Jones began his philanthropy journey in 1986, when he was in his early 30s. Inspired by a 60 Minutes report, he adopted a class of Bedford Stuyvesant sixth-graders as part of the "I Have a Dream" Program: He would pay for their college tuition if they graduated from high school. Bedford Stuyvesant was one of New York City's toughest neighborhoods, but Jones was up for the challenge. "My 'I Have a Dream' class started out as this incredible model of energy, resource, investment, and love," Jones says, who himself was recently profiled for 60 minutes. For example, he took the students on ski trips, and he took them on a trip to Africa. "We did every kind of field trip you could imagine, and I was involved with them in their homes, and I was going over their report cards with them." And then he found out his efforts were not achieving the desired goals.
[Related: Three Strategies for Creating Effective Philanthropy Alongside an Active Career.]
About five years into Jones's involvement, a Harvard researcher asked to study the student's progress as part of an overall assessment of the 'I Have a Dream" Program. Jones says they measured metrics such as class attendance, dropout rates, teenage pregnancies, and college attendance. He says that his program excelled in the area of college enrollment: There were three times as many people enrolling in college as what had statistically been the case for that demographic, an occurrence he attributes to the offer of scholarship money he provided. But that was one of the only metrics about which he could boast.

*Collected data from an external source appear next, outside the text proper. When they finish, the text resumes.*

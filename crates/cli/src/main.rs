use clap::{Parser, Subcommand};
use color_eyre::eyre::{eyre, Result};
use directories::ProjectDirs;
use li_connect::commands::{self, Context};
use li_connect::config::Config;
use li_connect::profile::Profile;
use std::path::PathBuf;
use tracing_subscriber::EnvFilter;

#[derive(Debug, Parser)]
#[command(name = "li-connect", version, about = "Connect LinkedIn accounts and finish page selection")]
struct Cli {
    /// Config file (defaults to the platform config directory)
    #[arg(long, global = true, env = "LI_CONNECT_CONFIG")]
    config: Option<PathBuf>,

    /// Directory holding the simulated browser profile
    #[arg(long, global = true, env = "LI_CONNECT_PROFILE_DIR")]
    profile_dir: Option<PathBuf>,

    /// Tab whose session storage is used
    #[arg(long, global = true, default_value = "main")]
    tab: String,

    #[command(subcommand)]
    command: Command,
}

#[derive(Debug, Subcommand)]
enum Command {
    /// Start LinkedIn authorization
    Connect {
        /// Navigate this tab instead of opening a popup
        #[arg(long)]
        redirect: bool,
    },
    /// Handle the provider redirect, as the callback page would
    Callback {
        /// Full callback URL or its query string
        url: String,
    },
    /// Reopen the tab and finish any pending selection
    Resume {
        /// Query string this tab was loaded with
        #[arg(long)]
        query: Option<String>,
        /// Keep listening for results from other tabs
        #[arg(long)]
        watch: bool,
    },
    /// List connected accounts
    Accounts,
    /// Make an account the current one
    Select { account_id: String },
    /// Disconnect an account
    Disconnect { account_id: String },
}

fn get_config_path() -> PathBuf {
    if let Some(proj_dirs) = ProjectDirs::from("com", "li-connect", "li-connect") {
        proj_dirs.config_dir().join("config.toml")
    } else {
        PathBuf::from("config/default.toml")
    }
}

fn main() -> Result<()> {
    color_eyre::install()?;
    let _ = dotenvy::dotenv();
    tracing_subscriber::fmt()
        .with_env_filter(
            EnvFilter::try_from_default_env().unwrap_or_else(|_| EnvFilter::new("info")),
        )
        .with_writer(std::io::stderr)
        .init();

    let cli = Cli::parse();
    let config_path = cli.config.unwrap_or_else(get_config_path);
    let config = Config::load_or_default(&config_path).apply_env();
    let profile_dir = match cli.profile_dir {
        Some(dir) => dir,
        None => Profile::default_dir().map_err(|e| eyre!("{e}"))?,
    };
    let ctx = Context::new(config, Profile::open(&profile_dir, &cli.tab));

    let rt = tokio::runtime::Runtime::new()?;
    rt.block_on(async {
        match cli.command {
            Command::Connect { redirect } => commands::connect(&ctx, redirect).await,
            Command::Callback { url } => commands::callback(&ctx, &url).map(|_| ()),
            Command::Resume { query, watch } => commands::resume(&ctx, query.as_deref(), watch).await,
            Command::Accounts => commands::accounts(&ctx).await,
            Command::Select { account_id } => commands::select(&ctx, &account_id).await,
            Command::Disconnect { account_id } => commands::disconnect(&ctx, &account_id).await,
        }
    })
}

"On virtually every metric, the class that I’d adopted was no different than another class from an elementary school that was a few blocks away," he says. Jones says that the mistake he made was neglecting to focus sufficiently on the students’ academic needs: “I confused energy and financial resources with what those kids really needed, which was extraordinary amounts of academic intervention.” He was spending his resources in a way that did a lot of good, but Jones’ failure to set his students’ academic acceleration as an “explicit goal,” meant that ultimately he was not achieving the results he sought for the kids. Jones took the lesson to heart, saying: "That was eye-opening for me, and that actually was maybe the best thing that’s happened to me in my journey in philanthropy."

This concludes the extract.